**Work required**
Scan the entries that follow for the word "notices", then report every line in which it appears.

**Stored data**

======

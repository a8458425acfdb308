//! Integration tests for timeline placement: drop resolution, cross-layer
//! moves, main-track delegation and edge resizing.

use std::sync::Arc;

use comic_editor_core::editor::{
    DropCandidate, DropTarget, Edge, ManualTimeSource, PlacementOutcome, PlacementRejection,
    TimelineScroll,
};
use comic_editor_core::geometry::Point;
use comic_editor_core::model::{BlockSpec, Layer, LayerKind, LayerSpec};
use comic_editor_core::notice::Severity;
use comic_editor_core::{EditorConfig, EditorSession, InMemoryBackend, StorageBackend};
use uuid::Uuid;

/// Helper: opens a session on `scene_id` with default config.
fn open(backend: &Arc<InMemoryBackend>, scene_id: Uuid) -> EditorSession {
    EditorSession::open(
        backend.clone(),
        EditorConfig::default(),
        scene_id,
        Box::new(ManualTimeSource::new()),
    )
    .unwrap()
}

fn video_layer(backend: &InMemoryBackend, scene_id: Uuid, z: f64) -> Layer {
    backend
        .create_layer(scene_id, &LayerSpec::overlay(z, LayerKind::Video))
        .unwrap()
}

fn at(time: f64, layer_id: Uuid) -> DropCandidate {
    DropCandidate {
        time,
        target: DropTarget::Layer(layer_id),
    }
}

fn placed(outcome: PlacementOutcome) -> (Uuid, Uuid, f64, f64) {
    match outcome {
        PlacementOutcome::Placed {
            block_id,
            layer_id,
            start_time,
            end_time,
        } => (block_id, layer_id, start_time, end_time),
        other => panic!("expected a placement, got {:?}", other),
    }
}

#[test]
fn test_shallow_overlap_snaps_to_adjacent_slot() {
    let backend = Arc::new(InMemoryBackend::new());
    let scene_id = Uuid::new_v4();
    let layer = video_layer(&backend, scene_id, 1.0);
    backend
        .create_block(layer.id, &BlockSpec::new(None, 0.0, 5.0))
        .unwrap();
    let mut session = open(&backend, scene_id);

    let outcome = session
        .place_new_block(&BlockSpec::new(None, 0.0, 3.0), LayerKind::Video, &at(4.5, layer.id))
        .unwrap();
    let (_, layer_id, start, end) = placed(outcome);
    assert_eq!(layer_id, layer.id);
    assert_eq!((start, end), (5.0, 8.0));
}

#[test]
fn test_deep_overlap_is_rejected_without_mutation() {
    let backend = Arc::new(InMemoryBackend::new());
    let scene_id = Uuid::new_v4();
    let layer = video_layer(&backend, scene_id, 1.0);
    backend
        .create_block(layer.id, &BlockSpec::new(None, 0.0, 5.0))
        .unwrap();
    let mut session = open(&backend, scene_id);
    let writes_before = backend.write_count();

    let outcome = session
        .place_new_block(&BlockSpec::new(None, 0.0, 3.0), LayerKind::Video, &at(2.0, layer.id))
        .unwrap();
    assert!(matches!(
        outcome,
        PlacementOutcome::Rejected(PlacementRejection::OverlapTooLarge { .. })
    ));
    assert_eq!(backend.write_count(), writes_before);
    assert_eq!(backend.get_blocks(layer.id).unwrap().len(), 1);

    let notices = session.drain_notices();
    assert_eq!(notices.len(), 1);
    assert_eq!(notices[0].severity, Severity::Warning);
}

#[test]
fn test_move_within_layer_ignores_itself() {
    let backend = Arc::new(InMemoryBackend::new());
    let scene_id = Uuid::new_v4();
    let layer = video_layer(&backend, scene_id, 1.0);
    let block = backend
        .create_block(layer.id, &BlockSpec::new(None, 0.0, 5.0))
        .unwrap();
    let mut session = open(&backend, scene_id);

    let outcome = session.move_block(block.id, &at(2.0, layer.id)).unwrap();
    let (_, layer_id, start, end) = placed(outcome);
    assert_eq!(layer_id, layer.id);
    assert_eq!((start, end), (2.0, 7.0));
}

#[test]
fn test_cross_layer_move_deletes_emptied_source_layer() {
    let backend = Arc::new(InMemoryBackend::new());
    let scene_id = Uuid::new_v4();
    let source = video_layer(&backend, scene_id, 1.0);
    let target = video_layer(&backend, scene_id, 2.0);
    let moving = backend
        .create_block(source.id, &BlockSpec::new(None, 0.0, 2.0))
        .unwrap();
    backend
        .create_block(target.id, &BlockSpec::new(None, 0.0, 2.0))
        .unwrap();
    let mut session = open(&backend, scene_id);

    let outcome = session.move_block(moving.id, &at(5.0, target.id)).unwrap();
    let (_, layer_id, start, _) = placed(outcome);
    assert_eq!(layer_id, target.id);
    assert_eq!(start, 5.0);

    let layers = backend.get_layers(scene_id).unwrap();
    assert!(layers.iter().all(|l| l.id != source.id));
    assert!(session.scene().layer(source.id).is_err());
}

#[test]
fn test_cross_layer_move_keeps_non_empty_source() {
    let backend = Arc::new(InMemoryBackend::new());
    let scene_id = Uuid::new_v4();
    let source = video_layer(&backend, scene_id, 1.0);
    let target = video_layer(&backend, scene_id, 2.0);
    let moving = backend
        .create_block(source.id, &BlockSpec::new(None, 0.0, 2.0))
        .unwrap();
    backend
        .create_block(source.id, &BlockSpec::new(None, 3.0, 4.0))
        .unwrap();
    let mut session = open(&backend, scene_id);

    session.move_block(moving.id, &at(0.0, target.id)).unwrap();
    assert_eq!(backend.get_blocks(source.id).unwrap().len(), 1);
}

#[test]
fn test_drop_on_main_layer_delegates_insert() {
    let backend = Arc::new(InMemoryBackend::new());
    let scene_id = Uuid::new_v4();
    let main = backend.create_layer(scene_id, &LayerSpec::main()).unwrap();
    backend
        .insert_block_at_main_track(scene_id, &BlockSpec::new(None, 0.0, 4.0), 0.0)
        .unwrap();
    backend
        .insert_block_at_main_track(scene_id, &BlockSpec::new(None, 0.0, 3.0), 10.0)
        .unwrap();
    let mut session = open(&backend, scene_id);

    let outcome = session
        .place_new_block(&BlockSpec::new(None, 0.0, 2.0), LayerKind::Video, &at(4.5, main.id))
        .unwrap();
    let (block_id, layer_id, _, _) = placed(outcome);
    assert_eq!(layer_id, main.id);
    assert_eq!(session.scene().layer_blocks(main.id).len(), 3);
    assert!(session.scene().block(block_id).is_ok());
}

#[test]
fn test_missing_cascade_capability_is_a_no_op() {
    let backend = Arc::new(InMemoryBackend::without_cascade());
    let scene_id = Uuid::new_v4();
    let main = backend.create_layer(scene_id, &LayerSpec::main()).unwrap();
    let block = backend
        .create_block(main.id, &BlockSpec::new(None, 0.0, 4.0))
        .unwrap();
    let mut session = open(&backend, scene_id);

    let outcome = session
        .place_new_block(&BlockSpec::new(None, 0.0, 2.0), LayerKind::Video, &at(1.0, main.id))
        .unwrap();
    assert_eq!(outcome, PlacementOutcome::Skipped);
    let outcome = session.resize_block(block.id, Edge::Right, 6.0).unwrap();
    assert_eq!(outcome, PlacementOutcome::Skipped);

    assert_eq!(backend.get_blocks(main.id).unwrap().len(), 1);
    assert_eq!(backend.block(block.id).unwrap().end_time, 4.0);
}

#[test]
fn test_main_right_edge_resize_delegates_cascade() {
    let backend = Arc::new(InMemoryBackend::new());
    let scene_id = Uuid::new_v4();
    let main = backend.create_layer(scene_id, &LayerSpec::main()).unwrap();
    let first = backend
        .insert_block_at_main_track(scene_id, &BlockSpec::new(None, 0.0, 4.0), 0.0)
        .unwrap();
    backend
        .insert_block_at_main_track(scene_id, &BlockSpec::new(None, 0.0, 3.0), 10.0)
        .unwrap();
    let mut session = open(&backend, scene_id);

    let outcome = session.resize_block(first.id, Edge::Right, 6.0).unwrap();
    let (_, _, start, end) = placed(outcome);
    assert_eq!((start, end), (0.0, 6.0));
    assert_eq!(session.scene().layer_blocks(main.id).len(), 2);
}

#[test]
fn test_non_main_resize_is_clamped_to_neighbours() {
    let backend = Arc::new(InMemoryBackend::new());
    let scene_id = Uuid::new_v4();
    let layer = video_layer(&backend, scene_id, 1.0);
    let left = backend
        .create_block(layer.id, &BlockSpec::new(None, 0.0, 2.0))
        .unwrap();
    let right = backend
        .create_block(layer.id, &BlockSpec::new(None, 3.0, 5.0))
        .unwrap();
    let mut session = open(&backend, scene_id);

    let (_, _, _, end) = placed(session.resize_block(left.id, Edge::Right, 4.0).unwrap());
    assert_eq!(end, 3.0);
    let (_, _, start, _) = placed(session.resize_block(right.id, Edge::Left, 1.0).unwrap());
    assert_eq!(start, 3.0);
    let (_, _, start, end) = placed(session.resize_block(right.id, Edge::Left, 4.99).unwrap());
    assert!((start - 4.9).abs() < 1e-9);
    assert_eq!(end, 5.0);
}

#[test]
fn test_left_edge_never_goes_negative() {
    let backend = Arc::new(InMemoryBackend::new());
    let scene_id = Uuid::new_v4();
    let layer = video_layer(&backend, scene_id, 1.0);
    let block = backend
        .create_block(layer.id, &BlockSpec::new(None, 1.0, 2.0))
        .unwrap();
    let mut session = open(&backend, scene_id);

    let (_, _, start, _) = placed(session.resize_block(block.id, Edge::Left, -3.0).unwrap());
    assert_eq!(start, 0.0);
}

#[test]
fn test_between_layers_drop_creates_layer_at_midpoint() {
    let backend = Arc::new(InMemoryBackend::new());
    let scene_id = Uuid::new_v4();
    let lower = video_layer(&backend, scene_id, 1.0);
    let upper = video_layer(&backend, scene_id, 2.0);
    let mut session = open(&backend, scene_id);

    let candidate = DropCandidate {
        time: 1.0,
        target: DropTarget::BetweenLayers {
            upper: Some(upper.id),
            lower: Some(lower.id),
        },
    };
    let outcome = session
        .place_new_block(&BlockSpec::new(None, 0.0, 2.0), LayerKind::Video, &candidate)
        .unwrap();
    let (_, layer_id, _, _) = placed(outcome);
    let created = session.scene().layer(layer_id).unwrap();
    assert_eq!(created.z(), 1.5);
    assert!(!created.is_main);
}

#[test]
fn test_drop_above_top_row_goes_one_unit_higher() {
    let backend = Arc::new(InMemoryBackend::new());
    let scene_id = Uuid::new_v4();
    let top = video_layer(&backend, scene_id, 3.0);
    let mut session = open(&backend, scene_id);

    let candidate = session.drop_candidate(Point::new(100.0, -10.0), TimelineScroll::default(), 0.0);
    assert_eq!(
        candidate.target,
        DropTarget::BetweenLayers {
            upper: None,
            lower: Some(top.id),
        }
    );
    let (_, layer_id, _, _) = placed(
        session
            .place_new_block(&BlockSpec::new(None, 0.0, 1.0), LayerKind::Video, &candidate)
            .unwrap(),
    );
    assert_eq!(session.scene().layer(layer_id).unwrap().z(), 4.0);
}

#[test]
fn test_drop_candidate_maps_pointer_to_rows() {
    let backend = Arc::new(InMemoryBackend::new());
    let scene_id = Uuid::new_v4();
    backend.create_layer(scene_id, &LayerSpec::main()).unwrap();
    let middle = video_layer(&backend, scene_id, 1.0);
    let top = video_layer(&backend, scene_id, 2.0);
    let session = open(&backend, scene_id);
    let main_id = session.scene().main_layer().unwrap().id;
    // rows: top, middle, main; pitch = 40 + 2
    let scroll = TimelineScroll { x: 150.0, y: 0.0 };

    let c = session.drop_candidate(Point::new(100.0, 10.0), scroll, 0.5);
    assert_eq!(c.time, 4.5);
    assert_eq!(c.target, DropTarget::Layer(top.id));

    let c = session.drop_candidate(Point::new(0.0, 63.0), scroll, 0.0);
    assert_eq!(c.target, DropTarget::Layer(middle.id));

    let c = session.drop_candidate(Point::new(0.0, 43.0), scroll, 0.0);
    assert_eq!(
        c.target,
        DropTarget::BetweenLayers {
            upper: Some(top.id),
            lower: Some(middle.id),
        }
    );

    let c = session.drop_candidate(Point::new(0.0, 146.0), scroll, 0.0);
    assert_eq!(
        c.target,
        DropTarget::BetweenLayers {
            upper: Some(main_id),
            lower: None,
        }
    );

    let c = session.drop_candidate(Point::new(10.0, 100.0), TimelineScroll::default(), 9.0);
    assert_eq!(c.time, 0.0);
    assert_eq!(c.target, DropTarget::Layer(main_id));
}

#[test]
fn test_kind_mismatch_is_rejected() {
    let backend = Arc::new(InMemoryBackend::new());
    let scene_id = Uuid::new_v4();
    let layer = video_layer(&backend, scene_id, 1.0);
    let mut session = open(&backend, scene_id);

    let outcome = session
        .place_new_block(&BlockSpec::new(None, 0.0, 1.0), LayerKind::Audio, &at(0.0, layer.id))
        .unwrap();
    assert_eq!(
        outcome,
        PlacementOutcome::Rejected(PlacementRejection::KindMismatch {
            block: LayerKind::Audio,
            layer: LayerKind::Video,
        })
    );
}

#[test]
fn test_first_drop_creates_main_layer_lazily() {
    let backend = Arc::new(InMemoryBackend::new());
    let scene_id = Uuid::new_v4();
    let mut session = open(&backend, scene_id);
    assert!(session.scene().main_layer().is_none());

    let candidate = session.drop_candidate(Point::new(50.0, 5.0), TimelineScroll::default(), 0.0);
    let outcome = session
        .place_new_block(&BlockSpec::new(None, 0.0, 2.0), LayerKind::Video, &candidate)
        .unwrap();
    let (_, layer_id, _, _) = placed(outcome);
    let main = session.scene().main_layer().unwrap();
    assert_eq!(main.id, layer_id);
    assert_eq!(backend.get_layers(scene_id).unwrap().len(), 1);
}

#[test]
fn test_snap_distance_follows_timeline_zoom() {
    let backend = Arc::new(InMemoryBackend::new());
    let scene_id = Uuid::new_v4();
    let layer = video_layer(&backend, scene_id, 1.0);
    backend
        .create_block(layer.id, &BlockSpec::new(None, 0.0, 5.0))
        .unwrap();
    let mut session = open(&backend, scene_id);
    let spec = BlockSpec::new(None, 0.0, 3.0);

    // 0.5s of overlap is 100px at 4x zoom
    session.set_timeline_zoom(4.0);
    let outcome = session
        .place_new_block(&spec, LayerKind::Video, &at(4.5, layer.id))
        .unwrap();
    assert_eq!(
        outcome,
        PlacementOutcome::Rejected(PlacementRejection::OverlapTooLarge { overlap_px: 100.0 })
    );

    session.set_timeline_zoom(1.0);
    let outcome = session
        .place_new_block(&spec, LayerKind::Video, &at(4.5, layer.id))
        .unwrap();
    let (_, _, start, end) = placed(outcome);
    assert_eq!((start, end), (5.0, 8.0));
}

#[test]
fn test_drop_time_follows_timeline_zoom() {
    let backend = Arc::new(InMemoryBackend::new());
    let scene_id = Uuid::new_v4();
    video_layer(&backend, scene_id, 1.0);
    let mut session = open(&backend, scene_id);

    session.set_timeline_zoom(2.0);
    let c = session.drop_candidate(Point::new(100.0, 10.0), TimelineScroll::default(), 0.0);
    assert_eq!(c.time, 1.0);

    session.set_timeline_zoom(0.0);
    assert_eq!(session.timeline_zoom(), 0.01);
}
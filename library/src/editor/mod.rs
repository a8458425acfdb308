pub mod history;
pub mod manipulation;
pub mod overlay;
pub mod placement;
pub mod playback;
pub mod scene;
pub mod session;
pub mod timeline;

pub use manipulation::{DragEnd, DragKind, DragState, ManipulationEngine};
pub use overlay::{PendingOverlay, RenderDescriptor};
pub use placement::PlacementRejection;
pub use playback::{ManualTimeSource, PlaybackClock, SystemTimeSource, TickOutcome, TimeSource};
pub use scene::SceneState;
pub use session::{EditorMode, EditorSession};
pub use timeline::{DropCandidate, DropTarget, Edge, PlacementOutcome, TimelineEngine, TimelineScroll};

======

**Problem solution**
    let notices = session.drain_notices();
    assert_eq!(notices.len(), 1);
    assert_eq!(notices[0].severity, Severity::Warning);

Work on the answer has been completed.